§ Task description
Take each line of the entries below that contains "this" and copy it.

[Stored items]
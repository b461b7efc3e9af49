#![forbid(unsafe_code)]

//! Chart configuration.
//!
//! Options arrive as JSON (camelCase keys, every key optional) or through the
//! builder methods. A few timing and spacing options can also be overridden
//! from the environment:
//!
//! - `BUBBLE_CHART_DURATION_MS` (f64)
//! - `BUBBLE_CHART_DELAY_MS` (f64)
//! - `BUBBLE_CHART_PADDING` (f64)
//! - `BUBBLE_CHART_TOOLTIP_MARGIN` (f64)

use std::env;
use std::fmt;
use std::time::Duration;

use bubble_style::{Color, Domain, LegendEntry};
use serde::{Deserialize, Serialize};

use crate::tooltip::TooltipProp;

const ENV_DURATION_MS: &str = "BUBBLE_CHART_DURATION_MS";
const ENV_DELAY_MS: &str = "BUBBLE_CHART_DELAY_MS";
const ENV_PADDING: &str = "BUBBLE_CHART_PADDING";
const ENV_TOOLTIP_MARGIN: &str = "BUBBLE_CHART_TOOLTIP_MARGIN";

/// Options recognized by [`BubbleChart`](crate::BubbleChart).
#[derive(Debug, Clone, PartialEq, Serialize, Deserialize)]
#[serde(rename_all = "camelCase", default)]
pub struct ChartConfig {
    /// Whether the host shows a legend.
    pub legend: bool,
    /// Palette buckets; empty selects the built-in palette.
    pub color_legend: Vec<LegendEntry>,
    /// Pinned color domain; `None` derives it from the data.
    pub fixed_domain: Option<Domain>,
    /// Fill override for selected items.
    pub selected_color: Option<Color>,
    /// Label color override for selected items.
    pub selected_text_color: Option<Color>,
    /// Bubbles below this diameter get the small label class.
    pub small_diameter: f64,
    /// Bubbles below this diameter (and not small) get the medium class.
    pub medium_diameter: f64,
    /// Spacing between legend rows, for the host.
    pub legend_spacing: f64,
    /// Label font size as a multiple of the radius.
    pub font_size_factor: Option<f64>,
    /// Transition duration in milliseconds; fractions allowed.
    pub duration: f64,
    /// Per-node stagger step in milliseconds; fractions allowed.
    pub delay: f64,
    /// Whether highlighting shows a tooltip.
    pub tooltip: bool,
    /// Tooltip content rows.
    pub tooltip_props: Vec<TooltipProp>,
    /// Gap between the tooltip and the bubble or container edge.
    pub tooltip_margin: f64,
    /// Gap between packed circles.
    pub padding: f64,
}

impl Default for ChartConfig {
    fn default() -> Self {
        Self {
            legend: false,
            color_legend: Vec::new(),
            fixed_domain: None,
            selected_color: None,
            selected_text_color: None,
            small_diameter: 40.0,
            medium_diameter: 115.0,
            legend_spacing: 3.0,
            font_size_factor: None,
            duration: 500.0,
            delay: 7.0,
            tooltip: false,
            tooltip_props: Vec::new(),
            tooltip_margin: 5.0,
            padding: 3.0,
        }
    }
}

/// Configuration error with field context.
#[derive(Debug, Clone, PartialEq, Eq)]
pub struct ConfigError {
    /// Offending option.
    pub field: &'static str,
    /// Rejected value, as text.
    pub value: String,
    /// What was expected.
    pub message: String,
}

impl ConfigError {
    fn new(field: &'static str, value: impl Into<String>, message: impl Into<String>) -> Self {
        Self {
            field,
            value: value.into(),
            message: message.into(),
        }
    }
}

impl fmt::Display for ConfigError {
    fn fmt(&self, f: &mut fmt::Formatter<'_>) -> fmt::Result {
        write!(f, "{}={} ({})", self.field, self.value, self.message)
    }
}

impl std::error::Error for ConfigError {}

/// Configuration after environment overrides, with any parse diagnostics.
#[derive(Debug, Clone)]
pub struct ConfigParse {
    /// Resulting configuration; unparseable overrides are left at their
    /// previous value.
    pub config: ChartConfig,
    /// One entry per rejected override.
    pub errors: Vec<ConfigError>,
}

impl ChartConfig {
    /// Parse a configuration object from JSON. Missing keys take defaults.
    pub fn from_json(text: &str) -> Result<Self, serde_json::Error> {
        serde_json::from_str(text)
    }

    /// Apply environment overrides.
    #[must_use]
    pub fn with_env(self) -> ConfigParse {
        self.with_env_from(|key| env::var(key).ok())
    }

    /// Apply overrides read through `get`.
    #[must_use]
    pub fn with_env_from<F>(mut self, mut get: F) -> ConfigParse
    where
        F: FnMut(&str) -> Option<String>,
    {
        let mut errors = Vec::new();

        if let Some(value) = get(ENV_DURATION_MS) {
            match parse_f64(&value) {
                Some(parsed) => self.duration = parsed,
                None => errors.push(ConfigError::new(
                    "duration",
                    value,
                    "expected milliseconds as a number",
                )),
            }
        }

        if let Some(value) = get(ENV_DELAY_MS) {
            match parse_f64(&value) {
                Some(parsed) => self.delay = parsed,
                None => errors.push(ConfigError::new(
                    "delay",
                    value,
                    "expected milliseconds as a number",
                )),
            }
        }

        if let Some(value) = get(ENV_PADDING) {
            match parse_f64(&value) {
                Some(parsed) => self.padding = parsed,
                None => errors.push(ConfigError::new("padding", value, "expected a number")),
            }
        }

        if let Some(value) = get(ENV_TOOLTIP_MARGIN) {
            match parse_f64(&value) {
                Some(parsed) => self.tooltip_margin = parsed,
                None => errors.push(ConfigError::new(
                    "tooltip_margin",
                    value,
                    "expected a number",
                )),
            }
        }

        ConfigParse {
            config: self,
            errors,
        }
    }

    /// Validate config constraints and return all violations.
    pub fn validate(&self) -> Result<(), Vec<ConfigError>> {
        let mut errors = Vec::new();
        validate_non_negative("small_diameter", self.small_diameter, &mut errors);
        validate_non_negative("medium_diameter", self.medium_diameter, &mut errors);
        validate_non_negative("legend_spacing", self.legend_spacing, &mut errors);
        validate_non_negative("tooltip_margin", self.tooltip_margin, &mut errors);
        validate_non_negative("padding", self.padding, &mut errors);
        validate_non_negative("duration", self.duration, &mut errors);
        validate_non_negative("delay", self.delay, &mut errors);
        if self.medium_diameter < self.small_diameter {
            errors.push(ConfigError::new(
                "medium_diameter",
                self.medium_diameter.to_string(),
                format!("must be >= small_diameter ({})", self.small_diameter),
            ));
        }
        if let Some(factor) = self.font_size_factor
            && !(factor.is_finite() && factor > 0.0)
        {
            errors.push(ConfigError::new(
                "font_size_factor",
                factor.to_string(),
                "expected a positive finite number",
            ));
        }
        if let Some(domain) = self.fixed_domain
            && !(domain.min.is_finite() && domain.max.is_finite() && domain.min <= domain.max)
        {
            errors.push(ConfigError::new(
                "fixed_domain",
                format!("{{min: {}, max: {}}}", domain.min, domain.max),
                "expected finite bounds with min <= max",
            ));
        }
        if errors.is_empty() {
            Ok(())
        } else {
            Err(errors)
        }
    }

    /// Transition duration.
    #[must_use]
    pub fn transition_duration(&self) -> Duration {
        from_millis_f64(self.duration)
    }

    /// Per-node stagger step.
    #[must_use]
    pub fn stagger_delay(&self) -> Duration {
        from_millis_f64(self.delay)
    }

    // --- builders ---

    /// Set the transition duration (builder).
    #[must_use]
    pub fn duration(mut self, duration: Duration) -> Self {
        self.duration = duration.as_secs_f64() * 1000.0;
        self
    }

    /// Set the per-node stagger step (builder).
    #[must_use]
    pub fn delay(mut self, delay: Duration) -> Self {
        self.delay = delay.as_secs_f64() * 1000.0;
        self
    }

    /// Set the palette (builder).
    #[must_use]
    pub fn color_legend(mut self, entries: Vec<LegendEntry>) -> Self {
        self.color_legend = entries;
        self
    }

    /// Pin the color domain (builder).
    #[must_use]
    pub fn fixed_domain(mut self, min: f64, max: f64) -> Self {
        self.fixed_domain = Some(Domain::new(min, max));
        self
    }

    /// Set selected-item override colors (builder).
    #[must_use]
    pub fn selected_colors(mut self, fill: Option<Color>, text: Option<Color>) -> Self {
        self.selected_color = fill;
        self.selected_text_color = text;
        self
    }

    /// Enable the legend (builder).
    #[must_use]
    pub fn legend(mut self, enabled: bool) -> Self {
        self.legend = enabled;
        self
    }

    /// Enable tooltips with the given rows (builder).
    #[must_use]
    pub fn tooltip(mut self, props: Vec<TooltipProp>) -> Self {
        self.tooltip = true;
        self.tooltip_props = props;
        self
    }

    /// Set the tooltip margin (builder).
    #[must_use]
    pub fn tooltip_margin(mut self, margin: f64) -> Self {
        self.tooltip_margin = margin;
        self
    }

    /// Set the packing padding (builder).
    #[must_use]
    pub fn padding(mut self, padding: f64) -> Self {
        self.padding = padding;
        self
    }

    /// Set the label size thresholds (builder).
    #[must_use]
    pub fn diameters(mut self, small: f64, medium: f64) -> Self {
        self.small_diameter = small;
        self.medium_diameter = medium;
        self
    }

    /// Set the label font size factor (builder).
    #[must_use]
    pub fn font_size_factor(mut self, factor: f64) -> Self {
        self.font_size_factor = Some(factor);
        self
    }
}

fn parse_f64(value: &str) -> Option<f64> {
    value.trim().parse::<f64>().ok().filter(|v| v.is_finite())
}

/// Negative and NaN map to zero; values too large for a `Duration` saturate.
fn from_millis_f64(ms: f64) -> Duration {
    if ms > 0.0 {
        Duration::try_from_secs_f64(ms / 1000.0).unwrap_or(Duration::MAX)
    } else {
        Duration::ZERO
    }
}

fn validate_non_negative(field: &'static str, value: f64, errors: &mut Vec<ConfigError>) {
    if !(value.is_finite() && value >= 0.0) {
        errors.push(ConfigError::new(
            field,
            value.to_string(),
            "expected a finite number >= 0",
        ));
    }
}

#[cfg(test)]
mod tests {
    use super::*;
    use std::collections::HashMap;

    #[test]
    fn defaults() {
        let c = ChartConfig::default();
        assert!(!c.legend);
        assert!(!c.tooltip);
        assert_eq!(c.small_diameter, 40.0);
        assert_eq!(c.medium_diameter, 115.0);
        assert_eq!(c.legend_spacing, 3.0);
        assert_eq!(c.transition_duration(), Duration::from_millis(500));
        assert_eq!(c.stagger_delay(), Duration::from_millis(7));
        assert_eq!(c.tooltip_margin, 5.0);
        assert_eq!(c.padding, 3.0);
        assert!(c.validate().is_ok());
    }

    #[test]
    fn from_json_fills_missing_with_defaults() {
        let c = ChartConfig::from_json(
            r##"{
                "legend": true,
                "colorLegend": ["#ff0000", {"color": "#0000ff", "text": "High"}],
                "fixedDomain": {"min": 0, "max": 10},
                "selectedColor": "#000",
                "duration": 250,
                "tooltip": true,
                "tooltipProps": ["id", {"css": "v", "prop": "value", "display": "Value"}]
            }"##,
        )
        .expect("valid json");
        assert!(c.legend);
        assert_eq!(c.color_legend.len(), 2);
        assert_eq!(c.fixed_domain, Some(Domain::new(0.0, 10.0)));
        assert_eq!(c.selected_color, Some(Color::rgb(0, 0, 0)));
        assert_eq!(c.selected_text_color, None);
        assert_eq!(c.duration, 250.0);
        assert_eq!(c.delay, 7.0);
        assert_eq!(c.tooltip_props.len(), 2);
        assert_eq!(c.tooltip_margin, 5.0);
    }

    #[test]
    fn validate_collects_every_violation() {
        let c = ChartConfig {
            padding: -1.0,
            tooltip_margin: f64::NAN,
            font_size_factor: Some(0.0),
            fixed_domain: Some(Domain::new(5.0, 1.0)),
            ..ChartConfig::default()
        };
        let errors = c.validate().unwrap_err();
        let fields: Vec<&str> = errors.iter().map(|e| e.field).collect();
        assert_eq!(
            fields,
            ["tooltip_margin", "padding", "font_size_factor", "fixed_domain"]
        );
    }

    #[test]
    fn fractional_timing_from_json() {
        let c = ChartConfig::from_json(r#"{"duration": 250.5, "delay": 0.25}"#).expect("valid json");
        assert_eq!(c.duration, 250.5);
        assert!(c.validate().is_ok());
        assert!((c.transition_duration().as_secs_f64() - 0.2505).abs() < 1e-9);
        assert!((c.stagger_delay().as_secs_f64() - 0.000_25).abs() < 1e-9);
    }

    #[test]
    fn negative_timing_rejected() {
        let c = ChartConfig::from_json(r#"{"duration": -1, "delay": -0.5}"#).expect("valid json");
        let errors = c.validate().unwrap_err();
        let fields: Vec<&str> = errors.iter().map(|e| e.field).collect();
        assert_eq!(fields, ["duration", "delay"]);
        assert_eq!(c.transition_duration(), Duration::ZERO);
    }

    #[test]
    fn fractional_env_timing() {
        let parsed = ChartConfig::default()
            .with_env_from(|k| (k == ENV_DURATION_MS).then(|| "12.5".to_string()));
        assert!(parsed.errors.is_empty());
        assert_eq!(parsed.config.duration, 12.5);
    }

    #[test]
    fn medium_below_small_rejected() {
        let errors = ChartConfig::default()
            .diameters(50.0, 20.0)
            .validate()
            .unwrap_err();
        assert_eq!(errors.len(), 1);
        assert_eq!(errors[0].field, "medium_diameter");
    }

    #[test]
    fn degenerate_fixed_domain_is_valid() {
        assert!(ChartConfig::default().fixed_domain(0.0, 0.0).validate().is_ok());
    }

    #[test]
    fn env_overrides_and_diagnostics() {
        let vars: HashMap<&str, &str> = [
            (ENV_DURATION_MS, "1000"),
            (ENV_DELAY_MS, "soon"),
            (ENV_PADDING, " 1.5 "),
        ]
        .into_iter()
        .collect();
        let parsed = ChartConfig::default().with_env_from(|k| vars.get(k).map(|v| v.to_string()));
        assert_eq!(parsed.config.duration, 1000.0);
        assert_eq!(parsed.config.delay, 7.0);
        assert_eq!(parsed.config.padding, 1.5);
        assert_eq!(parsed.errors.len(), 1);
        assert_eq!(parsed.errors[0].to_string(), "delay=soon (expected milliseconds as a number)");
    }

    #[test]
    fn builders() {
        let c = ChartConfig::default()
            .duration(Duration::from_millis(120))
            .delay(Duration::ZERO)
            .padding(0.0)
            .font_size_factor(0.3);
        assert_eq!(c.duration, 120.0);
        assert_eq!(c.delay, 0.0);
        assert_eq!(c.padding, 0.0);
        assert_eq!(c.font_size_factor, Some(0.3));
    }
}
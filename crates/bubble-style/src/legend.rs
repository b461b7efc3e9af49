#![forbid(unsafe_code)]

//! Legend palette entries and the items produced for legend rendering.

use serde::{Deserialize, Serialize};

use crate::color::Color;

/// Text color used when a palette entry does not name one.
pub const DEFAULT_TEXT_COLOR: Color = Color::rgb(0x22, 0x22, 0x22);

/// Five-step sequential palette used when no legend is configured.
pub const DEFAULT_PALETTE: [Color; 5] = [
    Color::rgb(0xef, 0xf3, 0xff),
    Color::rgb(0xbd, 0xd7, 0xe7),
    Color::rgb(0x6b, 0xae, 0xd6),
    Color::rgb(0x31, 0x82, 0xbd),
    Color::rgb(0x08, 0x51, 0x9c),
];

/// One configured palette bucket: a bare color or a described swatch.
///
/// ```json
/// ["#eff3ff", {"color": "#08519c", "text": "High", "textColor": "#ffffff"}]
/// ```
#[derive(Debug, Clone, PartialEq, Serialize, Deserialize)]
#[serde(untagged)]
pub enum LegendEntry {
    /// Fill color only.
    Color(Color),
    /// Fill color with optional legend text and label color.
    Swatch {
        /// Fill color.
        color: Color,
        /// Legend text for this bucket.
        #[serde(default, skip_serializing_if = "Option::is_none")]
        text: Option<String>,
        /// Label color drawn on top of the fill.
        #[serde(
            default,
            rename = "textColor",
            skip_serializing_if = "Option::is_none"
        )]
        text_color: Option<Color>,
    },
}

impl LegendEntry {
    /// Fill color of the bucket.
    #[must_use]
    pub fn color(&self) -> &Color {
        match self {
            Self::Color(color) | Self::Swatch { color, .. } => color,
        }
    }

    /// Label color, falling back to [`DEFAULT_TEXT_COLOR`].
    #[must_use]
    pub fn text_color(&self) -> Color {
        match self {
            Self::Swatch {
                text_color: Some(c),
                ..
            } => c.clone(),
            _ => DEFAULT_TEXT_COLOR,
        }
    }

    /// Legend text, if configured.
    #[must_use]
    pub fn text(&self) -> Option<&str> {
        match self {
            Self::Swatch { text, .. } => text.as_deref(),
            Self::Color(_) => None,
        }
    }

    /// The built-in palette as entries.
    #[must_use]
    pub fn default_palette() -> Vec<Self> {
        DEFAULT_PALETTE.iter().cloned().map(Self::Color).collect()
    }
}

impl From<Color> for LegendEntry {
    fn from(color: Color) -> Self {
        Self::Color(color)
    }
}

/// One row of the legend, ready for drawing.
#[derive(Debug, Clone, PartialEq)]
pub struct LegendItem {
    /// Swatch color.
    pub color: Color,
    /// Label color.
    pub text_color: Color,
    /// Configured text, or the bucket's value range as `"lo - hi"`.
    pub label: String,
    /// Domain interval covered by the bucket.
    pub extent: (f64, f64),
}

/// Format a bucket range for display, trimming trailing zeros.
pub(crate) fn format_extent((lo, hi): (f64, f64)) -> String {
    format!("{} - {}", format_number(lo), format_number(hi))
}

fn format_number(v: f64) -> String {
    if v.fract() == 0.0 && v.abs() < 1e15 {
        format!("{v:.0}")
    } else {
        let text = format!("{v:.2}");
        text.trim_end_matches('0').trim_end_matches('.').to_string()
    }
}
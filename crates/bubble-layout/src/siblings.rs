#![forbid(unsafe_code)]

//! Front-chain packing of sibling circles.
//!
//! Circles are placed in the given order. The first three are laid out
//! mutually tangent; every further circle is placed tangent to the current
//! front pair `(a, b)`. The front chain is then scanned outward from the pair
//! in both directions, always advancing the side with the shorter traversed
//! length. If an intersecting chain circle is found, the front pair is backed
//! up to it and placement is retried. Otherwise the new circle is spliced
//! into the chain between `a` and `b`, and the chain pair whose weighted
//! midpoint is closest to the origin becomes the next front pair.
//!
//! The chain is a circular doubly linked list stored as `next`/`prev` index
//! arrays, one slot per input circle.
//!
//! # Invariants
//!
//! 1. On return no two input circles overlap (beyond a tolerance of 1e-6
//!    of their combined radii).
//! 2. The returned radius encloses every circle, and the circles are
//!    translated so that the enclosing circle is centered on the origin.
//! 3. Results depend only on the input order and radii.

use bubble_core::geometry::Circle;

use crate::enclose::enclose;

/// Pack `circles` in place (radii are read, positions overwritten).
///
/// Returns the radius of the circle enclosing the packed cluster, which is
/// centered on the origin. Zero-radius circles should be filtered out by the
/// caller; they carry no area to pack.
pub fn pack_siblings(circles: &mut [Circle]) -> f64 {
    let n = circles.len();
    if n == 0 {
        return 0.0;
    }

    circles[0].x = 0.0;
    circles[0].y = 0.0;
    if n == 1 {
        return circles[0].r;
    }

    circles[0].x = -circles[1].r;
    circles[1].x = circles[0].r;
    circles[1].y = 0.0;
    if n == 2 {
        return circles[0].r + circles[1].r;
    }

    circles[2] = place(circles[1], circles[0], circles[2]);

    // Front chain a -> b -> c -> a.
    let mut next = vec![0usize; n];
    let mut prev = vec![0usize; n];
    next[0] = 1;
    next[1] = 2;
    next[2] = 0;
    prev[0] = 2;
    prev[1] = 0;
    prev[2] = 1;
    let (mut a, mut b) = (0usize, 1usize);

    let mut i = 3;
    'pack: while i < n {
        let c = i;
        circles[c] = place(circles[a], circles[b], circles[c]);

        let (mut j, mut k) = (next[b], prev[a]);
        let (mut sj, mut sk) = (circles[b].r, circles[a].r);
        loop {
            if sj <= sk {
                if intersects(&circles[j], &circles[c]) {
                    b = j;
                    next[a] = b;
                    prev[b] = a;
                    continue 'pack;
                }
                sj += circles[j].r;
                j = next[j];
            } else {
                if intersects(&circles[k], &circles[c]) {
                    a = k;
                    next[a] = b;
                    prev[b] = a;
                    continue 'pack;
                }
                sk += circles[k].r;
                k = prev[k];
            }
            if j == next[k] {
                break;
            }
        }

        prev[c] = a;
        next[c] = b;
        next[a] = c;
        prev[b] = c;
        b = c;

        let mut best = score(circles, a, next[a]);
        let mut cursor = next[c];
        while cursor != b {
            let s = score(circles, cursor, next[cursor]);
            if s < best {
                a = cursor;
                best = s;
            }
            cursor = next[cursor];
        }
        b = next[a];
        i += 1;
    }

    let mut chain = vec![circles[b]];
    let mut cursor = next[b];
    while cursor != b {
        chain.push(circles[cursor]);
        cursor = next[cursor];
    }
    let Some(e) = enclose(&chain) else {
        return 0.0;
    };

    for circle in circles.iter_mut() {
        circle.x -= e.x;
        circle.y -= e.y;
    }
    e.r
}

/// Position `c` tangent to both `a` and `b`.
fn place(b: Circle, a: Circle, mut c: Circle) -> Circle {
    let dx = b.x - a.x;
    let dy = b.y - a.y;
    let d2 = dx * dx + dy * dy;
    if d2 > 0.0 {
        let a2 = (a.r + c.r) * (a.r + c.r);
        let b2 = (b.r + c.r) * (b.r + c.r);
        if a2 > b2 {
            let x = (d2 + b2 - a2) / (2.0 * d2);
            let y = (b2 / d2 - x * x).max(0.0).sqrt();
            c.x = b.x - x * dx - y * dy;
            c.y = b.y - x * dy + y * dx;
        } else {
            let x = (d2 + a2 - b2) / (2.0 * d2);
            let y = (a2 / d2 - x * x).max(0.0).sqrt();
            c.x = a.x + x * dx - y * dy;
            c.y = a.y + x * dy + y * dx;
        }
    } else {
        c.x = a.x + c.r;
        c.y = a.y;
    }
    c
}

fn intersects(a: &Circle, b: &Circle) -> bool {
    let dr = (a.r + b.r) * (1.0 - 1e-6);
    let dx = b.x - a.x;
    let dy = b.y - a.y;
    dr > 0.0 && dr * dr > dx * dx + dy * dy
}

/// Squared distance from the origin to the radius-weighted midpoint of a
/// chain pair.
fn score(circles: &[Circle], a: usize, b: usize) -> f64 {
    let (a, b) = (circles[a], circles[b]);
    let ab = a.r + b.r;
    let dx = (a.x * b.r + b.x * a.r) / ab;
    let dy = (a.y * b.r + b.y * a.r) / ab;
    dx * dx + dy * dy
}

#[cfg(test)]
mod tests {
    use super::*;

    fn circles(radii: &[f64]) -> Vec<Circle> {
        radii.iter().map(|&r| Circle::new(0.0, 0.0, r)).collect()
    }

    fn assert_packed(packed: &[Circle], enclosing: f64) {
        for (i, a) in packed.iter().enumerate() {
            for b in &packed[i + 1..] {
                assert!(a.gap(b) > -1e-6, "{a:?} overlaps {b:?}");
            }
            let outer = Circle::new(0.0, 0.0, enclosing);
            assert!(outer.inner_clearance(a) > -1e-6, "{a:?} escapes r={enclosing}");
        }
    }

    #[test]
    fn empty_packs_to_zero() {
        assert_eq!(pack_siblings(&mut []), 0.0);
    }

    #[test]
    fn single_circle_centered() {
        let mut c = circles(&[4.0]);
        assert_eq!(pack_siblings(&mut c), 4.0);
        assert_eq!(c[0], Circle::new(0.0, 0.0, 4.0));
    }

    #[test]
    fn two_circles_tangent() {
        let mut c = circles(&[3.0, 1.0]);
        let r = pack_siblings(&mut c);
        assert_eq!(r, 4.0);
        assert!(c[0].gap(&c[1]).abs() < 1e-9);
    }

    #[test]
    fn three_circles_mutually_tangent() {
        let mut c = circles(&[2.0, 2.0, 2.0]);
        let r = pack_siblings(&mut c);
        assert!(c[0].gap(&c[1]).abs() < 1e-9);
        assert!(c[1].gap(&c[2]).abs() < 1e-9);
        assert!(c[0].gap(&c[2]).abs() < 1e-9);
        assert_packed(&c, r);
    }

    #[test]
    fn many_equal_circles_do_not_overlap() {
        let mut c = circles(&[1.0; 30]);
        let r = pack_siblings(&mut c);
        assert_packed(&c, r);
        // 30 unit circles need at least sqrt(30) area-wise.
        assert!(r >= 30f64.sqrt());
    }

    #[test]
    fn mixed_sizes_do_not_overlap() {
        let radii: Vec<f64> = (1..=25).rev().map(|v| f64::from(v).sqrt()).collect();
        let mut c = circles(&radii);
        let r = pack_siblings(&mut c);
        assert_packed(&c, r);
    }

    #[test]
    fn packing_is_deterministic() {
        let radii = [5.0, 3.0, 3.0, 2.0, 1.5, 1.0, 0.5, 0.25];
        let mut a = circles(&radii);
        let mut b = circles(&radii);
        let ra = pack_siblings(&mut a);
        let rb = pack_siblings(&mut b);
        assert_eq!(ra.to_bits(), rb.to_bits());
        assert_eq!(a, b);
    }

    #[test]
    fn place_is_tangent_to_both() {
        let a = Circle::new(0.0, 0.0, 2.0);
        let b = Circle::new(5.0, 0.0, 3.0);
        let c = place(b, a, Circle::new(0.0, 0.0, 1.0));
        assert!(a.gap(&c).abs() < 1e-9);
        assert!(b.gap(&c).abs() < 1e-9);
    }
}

§ Answer box
    /// Bubbles below this diameter get the small label class.
    /// Bubbles below this diameter (and not small) get the medium class.
        /// Legend text for this bucket.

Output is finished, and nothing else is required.